Beginning at the line that includes "used for generation.", return each line exactly through the end of the listing, and no line before it.

- [INFORMATION GIVEN]:

»»

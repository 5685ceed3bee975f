//! # scribe-core
//!
//! Core types, traits, and abstractions for the scribe note library.
//!
//! This crate provides the foundational data structures and trait definitions
//! that the scribe storage and inference crates depend on.

pub mod defaults;
pub mod error;
pub mod logging;
pub mod models;
pub mod retry;
pub mod tokenizer;
pub mod traits;
pub mod uuid_utils;

// Re-export commonly used types at crate root
pub use error::{Error, Result};
pub use models::*;
pub use retry::RetryPolicy;
pub use tokenizer::{estimate_tokens, validate_token_limit};
pub use traits::*;
pub use uuid_utils::{is_v7, new_v7, parse_id};
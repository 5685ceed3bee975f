//! Structured logging schema and field name constants for scribe.
//!
//! All crates use these constants for consistent structured logging fields.
//! This ensures log aggregation tools (Loki, Elasticsearch) can query by
//! standardized field names across every subsystem.
//!
//! ## Log Level Contract
//!
//! | Level | Usage |
//! |-------|-------|
//! | ERROR | Failed operation surfaced to the caller (retry exhaustion, storage failure) |
//! | WARN  | Failed attempt about to be retried, slow calls, lifecycle conflicts |
//! | INFO  | Lifecycle events (pool startup), operation completions |
//! | DEBUG | Decision points, token counts, durations, config choices |
//! | TRACE | Per-item iteration, high-volume data |

// ─── Identity fields ───────────────────────────────────────────────────────

/// Subsystem originating the log event.
/// Values: "db", "inference", "core"
pub const SUBSYSTEM: &str = "subsystem";

/// Component within a subsystem.
/// Examples: "notes", "summaries", "gemini", "pool", "retry"
pub const COMPONENT: &str = "component";

/// Logical operation name.
/// Examples: "create", "archive", "generate_summary", "health_check"
pub const OPERATION: &str = "op";

// ─── Entity fields ─────────────────────────────────────────────────────────

/// Note UUID being operated on.
pub const NOTE_ID: &str = "note_id";

/// Opaque owner identifier scoping the operation.
pub const OWNER_ID: &str = "owner_id";

/// Search query text.
pub const QUERY: &str = "query";

// ─── Measurement fields ────────────────────────────────────────────────────

/// Wall-clock duration in milliseconds.
pub const DURATION_MS: &str = "duration_ms";

/// Number of results returned by a list or search.
pub const RESULT_COUNT: &str = "result_count";

/// Estimated prompt token count.
pub const PROMPT_TOKENS: &str = "prompt_tokens";

/// Estimated response token count.
pub const RESPONSE_TOKENS: &str = "response_tokens";

/// Retry attempt number, 1-based.
pub const ATTEMPT: &str = "attempt";

// ─── Database fields ───────────────────────────────────────────────────────

/// Number of active connections in the pool.
pub const POOL_SIZE: &str = "pool_size";

/// Number of idle connections in the pool.
pub const POOL_IDLE: &str = "pool_idle";

// ─── Inference fields ──────────────────────────────────────────────────────

/// Model name used for generation.
pub const MODEL: &str = "model";

// ─── Outcome fields ────────────────────────────────────────────────────────

/// Boolean success/failure indicator.
pub const SUCCESS: &str = "success";

/// Error message when an operation fails.
pub const ERROR_MSG: &str = "error";

/// Slow operation threshold exceeded.
pub const SLOW: &str = "slow";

««

- [EXERCISE SOLUTION]:
/// Model name used for generation.
pub const MODEL: &str = "model";

// ─── Outcome fields ────────────────────────────────────────────────────────

/// Boolean success/failure indicator.
pub const SUCCESS: &str = "success";

/// Error message when an operation fails.
pub const ERROR_MSG: &str = "error";

/// Slow operation threshold exceeded.
pub const SLOW: &str = "slow";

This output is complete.